Perjalanan waktu akumulasi neutrofil setelah trauma sejajar dengan variabel hasil penting

cedera kepala baik pada model hewan dan manusia, termasuk perubahan aliran darah otak,

edema, dan hipertensi intracranial. Secara khusus, aktivitas MPO dan semua gangguan

serebrovaskular ini umumnya memuncak antara 24 dan 48 jam post-trauma. Meskipun kami

tidak dapat menunjukkan efek penipisan neutrofil pada edema posttraumatic, kami telah

melaporkan pengurangan hiperemia post-trauma dengan neutropenia yang diinduksi vinblastine

dalam model WD. Netrofil yang terakumulasi dapat memainkan peran yang sama dalam model

CCI. Efek terapi antineutrofil baru dan selektif setelah trauma, seperti yang diuji dalam model

non-trauma cedera otak, saat ini sedang diselidiki.

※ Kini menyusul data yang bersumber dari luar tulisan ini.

use thiserror::Error;

/// Failures surfaced by the strict variants of the engine's lookups.
#[derive(Debug, Error, PartialEq, Eq)]
pub enum ConfigurationError {
    #[error("Unknown dimension '{0}': no values and no breakdown category")]
    UnknownDimension(String),

    #[error("Variable reference cycle: {}", .0.join(" -> "))]
    VariableCycle(Vec<String>),

    #[error("Variable '{key}' exceeds the resolution depth of {max_depth}")]
    ResolutionDepthExceeded { key: String, max_depth: usize },
}
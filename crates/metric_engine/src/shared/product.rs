//! Lazy Cartesian product over a list of axes.
//!
//! The last axis varies fastest, so the output order matches a recursive
//! product that fixes the first axis outermost.

/// Iterator over every combination of one value per axis.
///
/// An empty axis list yields exactly one empty combination; any empty axis
/// yields nothing.
pub struct CartesianProduct<'a, T> {
    axes: &'a [Vec<T>],
    indices: Vec<usize>,
    done: bool,
}

impl<'a, T> CartesianProduct<'a, T> {
    pub fn new(axes: &'a [Vec<T>]) -> Self {
        Self {
            axes,
            indices: vec![0; axes.len()],
            done: axes.iter().any(|axis| axis.is_empty()),
        }
    }
}

impl<'a, T> Iterator for CartesianProduct<'a, T> {
    type Item = Vec<&'a T>;

    fn next(&mut self) -> Option<Self::Item> {
        if self.done {
            return None;
        }

        let combo = self
            .indices
            .iter()
            .zip(self.axes)
            .map(|(index, axis)| &axis[*index])
            .collect();

        // Advance the odometer; wrapping past the first axis ends iteration.
        self.done = true;
        for pos in (0..self.axes.len()).rev() {
            self.indices[pos] += 1;
            if self.indices[pos] < self.axes[pos].len() {
                self.done = false;
                break;
            }
            self.indices[pos] = 0;
        }

        Some(combo)
    }
}

/// Number of combinations, saturating at `u64::MAX`.
pub fn product_len<T>(axes: &[Vec<T>]) -> u64 {
    axes.iter()
        .fold(1u64, |acc, axis| acc.saturating_mul(axis.len() as u64))
}

/// Combination at position `index` of the iteration order, without
/// enumerating the ones before it.
pub fn combination_at<T>(axes: &[Vec<T>], mut index: u64) -> Option<Vec<&T>> {
    if index >= product_len(axes) {
        return None;
    }

    let mut combo = Vec::with_capacity(axes.len());
    for axis in axes.iter().rev() {
        let len = axis.len() as u64;
        combo.push(&axis[(index % len) as usize]);
        index /= len;
    }
    combo.reverse();
    Some(combo)
}
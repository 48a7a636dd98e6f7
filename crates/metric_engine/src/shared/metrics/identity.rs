use contracts::shared::metrics::{
    Indicator, MetricDefinition, ModifierKind, ModifierValue, Modifiers, ResolvedModifier,
    VariableMap,
};

use super::resolver::VariableResolver;
use crate::shared::indicators::METADATA_REGISTRY;

/// Placeholder shown for a variable with no bound value.
pub const DYNAMIC_PLACEHOLDER: &str = "Dinámico";

/// Order in which modifier labels appear in a title.
pub const TITLE_PRIORITY: [ModifierKind; 6] = [
    ModifierKind::SaleType,
    ModifierKind::Channel,
    ModifierKind::Scope,
    ModifierKind::Timeframe,
    ModifierKind::Comparison,
    ModifierKind::Calculation,
];

const VARIABLE_PREFIX: &str = "var:";

fn indicator_token(indicator: &Indicator) -> String {
    match indicator {
        Indicator::Literal(key) => key.clone(),
        Indicator::Variable(var) => format!("{VARIABLE_PREFIX}{}", var.key),
    }
}

fn modifier_token(value: &ModifierValue) -> String {
    match value {
        ModifierValue::Literal(v) => v.clone(),
        ModifierValue::Variable(var) => format!("{VARIABLE_PREFIX}{}", var.key),
        ModifierValue::YearsAgo(years) => format!("a-n:{}", years.value),
    }
}

/// Stable key of `(indicator, modifiers)`.
///
/// Kinds are sorted by name so the id does not depend on how the map was
/// built, and variable parts carry a `var:` prefix so `{variable: "x"}` never
/// collides with the literal `"x"`.
pub fn generate_metric_id(indicator: &Indicator, modifiers: &Modifiers) -> String {
    let mut parts: Vec<(&str, String)> = modifiers
        .iter()
        .map(|(kind, value)| (kind.as_str(), modifier_token(value)))
        .collect();
    parts.sort();

    let mut id = indicator_token(indicator);
    for (kind, token) in parts {
        id.push('|');
        id.push_str(kind);
        id.push('=');
        id.push_str(&token);
    }
    id
}

fn years_ago_label(years: u32) -> String {
    if years == 1 {
        "vs hace 1 año".to_string()
    } else {
        format!("vs hace {years} años")
    }
}

fn resolved_modifier_label(kind: ModifierKind, value: &ResolvedModifier) -> String {
    match value {
        ResolvedModifier::Literal(v) => METADATA_REGISTRY
            .option_label(kind, v)
            .map(str::to_string)
            .unwrap_or_else(|| v.clone()),
        ResolvedModifier::YearsAgo(years) => years_ago_label(years.value),
    }
}

/// Title built with an existing resolver (shares its depth limit).
pub fn compose_title(
    indicator: &Indicator,
    modifiers: &Modifiers,
    resolver: &VariableResolver<'_>,
) -> String {
    let indicator_label = match resolver.resolve_indicator(indicator) {
        Some(key) => METADATA_REGISTRY
            .indicator_label(&key)
            .map(str::to_string)
            .unwrap_or(key),
        None => DYNAMIC_PLACEHOLDER.to_string(),
    };

    let mut parts = vec![indicator_label];
    for kind in TITLE_PRIORITY {
        let Some(value) = modifiers.get(&kind) else {
            continue;
        };
        let label = match resolver.resolve_modifier(value) {
            Some(resolved) => resolved_modifier_label(kind, &resolved),
            None => DYNAMIC_PLACEHOLDER.to_string(),
        };
        parts.push(label);
    }

    parts.join(" · ")
}

/// Human-readable title; unbound variables show as "Dinámico".
pub fn generate_metric_title(
    indicator: &Indicator,
    modifiers: &Modifiers,
    variables: &VariableMap,
) -> String {
    compose_title(indicator, modifiers, &VariableResolver::new(variables))
}

/// Regenerate a stored title after the variable map changed. A definition
/// with a display name keeps its title. Returns whether the title changed.
pub fn refresh_title(definition: &mut MetricDefinition, resolver: &VariableResolver<'_>) -> bool {
    if definition
        .display_name
        .as_deref()
        .is_some_and(|name| !name.trim().is_empty())
    {
        return false;
    }
    let title = compose_title(&definition.indicator, &definition.modifiers, resolver);
    if title == definition.title {
        return false;
    }
    definition.title = title;
    true
}

/// [`refresh_title`] over a batch; returns how many titles changed.
pub fn refresh_titles(definitions: &mut [MetricDefinition], resolver: &VariableResolver<'_>) -> usize {
    definitions
        .iter_mut()
        .map(|definition| refresh_title(definition, resolver))
        .filter(|changed| *changed)
        .count()
}
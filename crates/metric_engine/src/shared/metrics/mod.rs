//! Metric definition generation and resolution.

pub mod expander;
pub mod identity;
pub mod resolver;

pub use expander::{generate_metric_definitions, CombinationExpander};
pub use identity::{
    generate_metric_id, generate_metric_title, refresh_title, refresh_titles, DYNAMIC_PLACEHOLDER,
};
pub use resolver::{resolve_metric_definition, try_resolve_metric_definition, VariableResolver};
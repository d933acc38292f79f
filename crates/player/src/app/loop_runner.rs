use std::process::ExitCode;

use tale_engine::run_app;
use tracing::error;

use super::bootstrap::AppWiring;

pub(crate) fn run(app: AppWiring) -> ExitCode {
    if let Err(err) = run_app(app.config, app.navigator, app.asset_dir) {
        error!(error = %err, "startup_failed");
        return ExitCode::FAILURE;
    }

    ExitCode::SUCCESS
}
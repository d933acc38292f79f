use tracing::debug;

use super::{AudioChannel, MediaBackend, PlaybackCue};

pub const AMBIENT_VOLUME: f32 = 0.4;
pub const EFFECT_VOLUME: f32 = 0.7;

/// One playback channel. Starting a new asset implicitly replaces the previous
/// one; playback completion is never observed.
#[derive(Debug, Clone, PartialEq)]
pub struct ChannelHandle {
    channel: AudioChannel,
    volume: f32,
    looping: bool,
    last_started: Option<String>,
}

impl ChannelHandle {
    pub fn ambient() -> Self {
        Self {
            channel: AudioChannel::Ambient,
            volume: AMBIENT_VOLUME,
            looping: true,
            last_started: None,
        }
    }

    pub fn effect() -> Self {
        Self {
            channel: AudioChannel::Effect,
            volume: EFFECT_VOLUME,
            looping: false,
            last_started: None,
        }
    }

    pub fn channel(&self) -> AudioChannel {
        self.channel
    }

    pub fn volume(&self) -> f32 {
        self.volume
    }

    pub fn is_looping(&self) -> bool {
        self.looping
    }

    /// Asset most recently started on this channel, if it has not been stopped.
    pub fn last_started(&self) -> Option<&str> {
        self.last_started.as_deref()
    }

    /// Returns whether the backend accepted the asset. Failures are logged at
    /// debug level and dropped.
    pub fn play(&mut self, backend: &mut dyn MediaBackend, asset: &str) -> bool {
        self.stop(backend);
        let cue = PlaybackCue {
            asset: asset.to_string(),
            volume: self.volume,
            looping: self.looping,
        };
        match backend.play(self.channel, &cue) {
            Ok(()) => {
                self.last_started = Some(cue.asset);
                true
            }
            Err(error) => {
                debug!(
                    channel = %self.channel,
                    asset,
                    error = %error,
                    "media_play_failed"
                );
                false
            }
        }
    }

    pub fn stop(&mut self, backend: &mut dyn MediaBackend) {
        if self.last_started.take().is_some() {
            backend.stop(self.channel);
        }
    }
}

/// The ambient and effect channels bound to one backend.
pub struct MediaDeck {
    backend: Box<dyn MediaBackend>,
    ambient: ChannelHandle,
    effect: ChannelHandle,
}

impl MediaDeck {
    pub fn new(backend: Box<dyn MediaBackend>) -> Self {
        Self {
            backend,
            ambient: ChannelHandle::ambient(),
            effect: ChannelHandle::effect(),
        }
    }

    pub fn play_ambient(&mut self, asset: &str) -> bool {
        self.ambient.play(self.backend.as_mut(), asset)
    }

    pub fn stop_ambient(&mut self) {
        self.ambient.stop(self.backend.as_mut());
    }

    pub fn play_effect(&mut self, asset: &str) -> bool {
        self.effect.play(self.backend.as_mut(), asset)
    }

    pub fn stop_all(&mut self) {
        self.ambient.stop(self.backend.as_mut());
        self.effect.stop(self.backend.as_mut());
    }

    pub fn ambient(&self) -> &ChannelHandle {
        &self.ambient
    }

    pub fn effect(&self) -> &ChannelHandle {
        &self.effect
    }
}
use std::collections::HashMap;
use std::fs::File;
use std::io::{self, BufReader};
use std::path::PathBuf;

use rodio::{Decoder, OutputStream, OutputStreamHandle, Sink};
use tracing::info;

use crate::asset_refs::resolve_asset_path;

use super::{AudioChannel, MediaBackend, MediaError, PlaybackCue};

/// Plays cues on the default audio output device, one sink per channel.
/// Dropping the backend silences everything.
pub struct RodioMediaBackend {
    asset_root: PathBuf,
    _stream: OutputStream,
    handle: OutputStreamHandle,
    sinks: HashMap<AudioChannel, Sink>,
}

impl RodioMediaBackend {
    pub fn open(asset_root: PathBuf) -> Result<Self, MediaError> {
        let (stream, handle) = OutputStream::try_default().map_err(|error| MediaError::Device {
            reason: error.to_string(),
        })?;
        Ok(Self {
            asset_root,
            _stream: stream,
            handle,
            sinks: HashMap::new(),
        })
    }
}

impl MediaBackend for RodioMediaBackend {
    fn play(&mut self, channel: AudioChannel, cue: &PlaybackCue) -> Result<(), MediaError> {
        let path = resolve_asset_path(&self.asset_root, &cue.asset)?;
        let file = File::open(&path).map_err(|error| match error.kind() {
            io::ErrorKind::NotFound => MediaError::AssetMissing { path: path.clone() },
            _ => MediaError::Decode {
                path: path.clone(),
                reason: error.to_string(),
            },
        })?;
        let decode_error = |error: rodio::decoder::DecoderError| MediaError::Decode {
            path: path.clone(),
            reason: error.to_string(),
        };

        let sink = Sink::try_new(&self.handle).map_err(|error| MediaError::Device {
            reason: error.to_string(),
        })?;
        sink.set_volume(cue.volume);
        if cue.looping {
            sink.append(Decoder::new_looped(BufReader::new(file)).map_err(decode_error)?);
        } else {
            sink.append(Decoder::new(BufReader::new(file)).map_err(decode_error)?);
        }

        if let Some(previous) = self.sinks.insert(channel, sink) {
            previous.stop();
        }
        info!(
            channel = %channel,
            asset = %cue.asset,
            path = %path.display(),
            volume = cue.volume,
            looping = cue.looping,
            "media_play"
        );
        Ok(())
    }

    fn stop(&mut self, channel: AudioChannel) {
        if let Some(sink) = self.sinks.remove(&channel) {
            sink.stop();
        }
        info!(channel = %channel, "media_stopped");
    }
}
use std::fs;
use std::path::{Path, PathBuf};

use thiserror::Error;
use tracing::info;

use super::document::StoryDocument;
use super::graph::{SceneGraph, StoryGraphError};

#[derive(Debug, Error)]
pub enum StoryLoadError {
    #[error("failed to read story file {path}: {source}")]
    ReadFile {
        path: PathBuf,
        #[source]
        source: std::io::Error,
    },
    #[error("failed to parse story json{}: {message}", location_suffix(.json_path))]
    Parse {
        json_path: String,
        message: String,
    },
    #[error("story graph is inconsistent: {0}")]
    Graph(#[from] StoryGraphError),
}

fn location_suffix(json_path: &str) -> String {
    if json_path.is_empty() || json_path == "." {
        String::new()
    } else {
        format!(" at {json_path}")
    }
}

pub fn load_story_file(path: &Path) -> Result<SceneGraph, StoryLoadError> {
    let raw = fs::read_to_string(path).map_err(|source| StoryLoadError::ReadFile {
        path: path.to_path_buf(),
        source,
    })?;
    let graph = parse_story_json(&raw)?;
    info!(
        path = %path.display(),
        scene_count = graph.len(),
        start = %graph.start(),
        "story_loaded"
    );
    Ok(graph)
}

pub fn parse_story_json(raw: &str) -> Result<SceneGraph, StoryLoadError> {
    let mut deserializer = serde_json::Deserializer::from_str(raw);
    let document = serde_path_to_error::deserialize::<_, StoryDocument>(&mut deserializer)
        .map_err(|error| {
            let json_path = error.path().to_string();
            StoryLoadError::Parse {
                json_path,
                message: error.into_inner().to_string(),
            }
        })?;
    Ok(SceneGraph::from_document(document)?)
}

Sebagai kesimpulan, data ini menunjukkan perjalanan waktu akumulasi neutrofil, yang

diukur dengan aktivitas MPO, setelah trauma WD dan CCI pada tikus. Secara khusus, (1) di

kedua model, aktivitas MPO setelah cedera otak traumatis meningkat pada 24 dan 48 jam dan

membaik dengan 168 jam, (2) aktivitas MPO dalam model CCI meningkat dengan tingkat

trauma, dan (3) neutrofil pasca-trauma akumulasi yang diukur dengan aktivitas MPO bukan

merupakan fenomena unik untuk model WD.